Standard Missouri contractor payment structure:

  • Deposit: 10–25% at contract signing
  • Progress payments: Tied to specific completion milestones (framing complete, rough-in complete, finish work complete)
  • Final payment: Held until punch list is resolved and work is complete

Red flags: Any request for more than 30% upfront. "I need the money to order materials" is a warning sign — established contractors have supplier accounts and credit lines. Paying for materials you haven't received gives you no leverage if the contractor doesn't show up.

7. Get Lien Waivers at Every Payment

Missouri's mechanics lien law allows subcontractors and material suppliers to lien your property if the general contractor doesn't pay them — even after you've paid the GC in full. This is not a rare edge case. It's how "pay your contractor and still lose your house" situations happen.

Require a signed lien waiver from your GC and any subcontractors at each payment milestone.
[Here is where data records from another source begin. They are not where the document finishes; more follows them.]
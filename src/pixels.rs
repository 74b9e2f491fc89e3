use std::path::Path;

use image::io::Reader as ImageReader;
use image::{DynamicImage, RgbImage};
use log::info;

use crate::error::{DecodeError, Result};

/// Row-major, 8-bit RGB pixel buffer. Alpha, if the file had one, is dropped on load.
pub type PixelGrid = RgbImage;

/// Opens `path` and converts it into a [`PixelGrid`].
///
/// Fails when the file is not a decodable image, has fewer than three
/// channels, or stores channels wider than 8 bits.
pub fn load_pixel_grid<P: AsRef<Path>>(path: P) -> Result<PixelGrid> {
    let path = path.as_ref();
    // format comes from the file's magic bytes, samples are often extensionless
    let img = ImageReader::open(path)
        .and_then(|reader| reader.with_guessed_format())
        .map_err(image::ImageError::IoError)
        .and_then(|reader| reader.decode())
        .map_err(|source| DecodeError::Open {
            path: path.to_path_buf(),
            source,
        })?;
    let grid = into_grid(img, path)?;
    info!(
        "Loaded {} ({}x{}, {} pixels)",
        path.display(),
        grid.width(),
        grid.height(),
        pixel_count(&grid)
    );
    Ok(grid)
}

fn into_grid(img: DynamicImage, path: &Path) -> Result<PixelGrid> {
    let color = img.color();
    let channels = color.channel_count();
    if channels < 3 {
        return Err(DecodeError::TooFewChannels {
            path: path.to_path_buf(),
            channels,
        });
    }
    if color.bytes_per_pixel() != channels {
        return Err(DecodeError::UnsupportedDepth {
            path: path.to_path_buf(),
            color,
        });
    }
    Ok(img.into_rgb8())
}

pub(crate) fn pixel_count(grid: &PixelGrid) -> usize {
    grid.width() as usize * grid.height() as usize
}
For large material purchases, consider a joint check arrangement — the check is made payable to both the GC and the supplier, so it can only be cashed if the supplier endorses it, confirming they received payment.

The Fastest Verification Shortcut

If the above process sounds like a lot of work, AboveBoardPros does most of it for you. Contractors in our network have passed license verification, insurance confirmation, reference checks, and business history review before you see their name. You still get three bids and still read the contract carefully — but you start with a filtered pool instead of a blank search.

Frequently Asked Questions

Does Missouri require contractors to be licensed?
Missouri does not require a statewide general contractor license — anyone can legally call themselves a general contractor in Missouri without any state-issued credential. Individual trades (electrical, plumbing, HVAC) require state licenses. Many Missouri municipalities (Kansas City, St. Louis city and county) have local licensing requirements. Always verify local licensing requirements with your city or county building department.
How do I verify a contractor's license in Missouri?
For trade contractors (electricians, plumbers, HVAC), verify their license at the Missouri Division of Professional Registration website. For general contractors, check local licensing with your municipality — Kansas City requires a general contractor registration, and St. Louis city and county have their own requirements. Also verify that any permit-required work will be pulled by the contractor, not asked of you.
How much should a contractor ask for as a deposit in Missouri?
A standard deposit in Missouri is 10–25% of the total project cost. Never pay more than 30% upfront for any project. Deposits above 33% are a red flag — legitimate contractors with established businesses and supplier accounts don't need to pre-fund material purchases with your money. Payment milestones tied to project completion stages are the professional standard.
What should a contractor contract include in Missouri?
A valid Missouri contractor contract must include: project scope in specific detail (materials by brand and grade, not just descriptions), start and completion dates, payment schedule with milestones, a change order process requiring written approval before additional work begins, warranty terms, and contractor's license number and insurance policy information. Verbal agreements are not enforceable for work over $500 in most Missouri jurisdictions.
What is a mechanics lien in Missouri and how do I protect myself?
A mechanics lien in Missouri allows contractors, subcontractors, and suppliers who haven't been paid to place a lien on your property — even if you paid your general contractor in full. Missouri law gives subcontractors and suppliers the right to file liens directly against homeowners. Protect yourself by requiring lien waivers from the GC and all subcontractors at each payment milestone, and consider a joint check arrangement for large material purchases.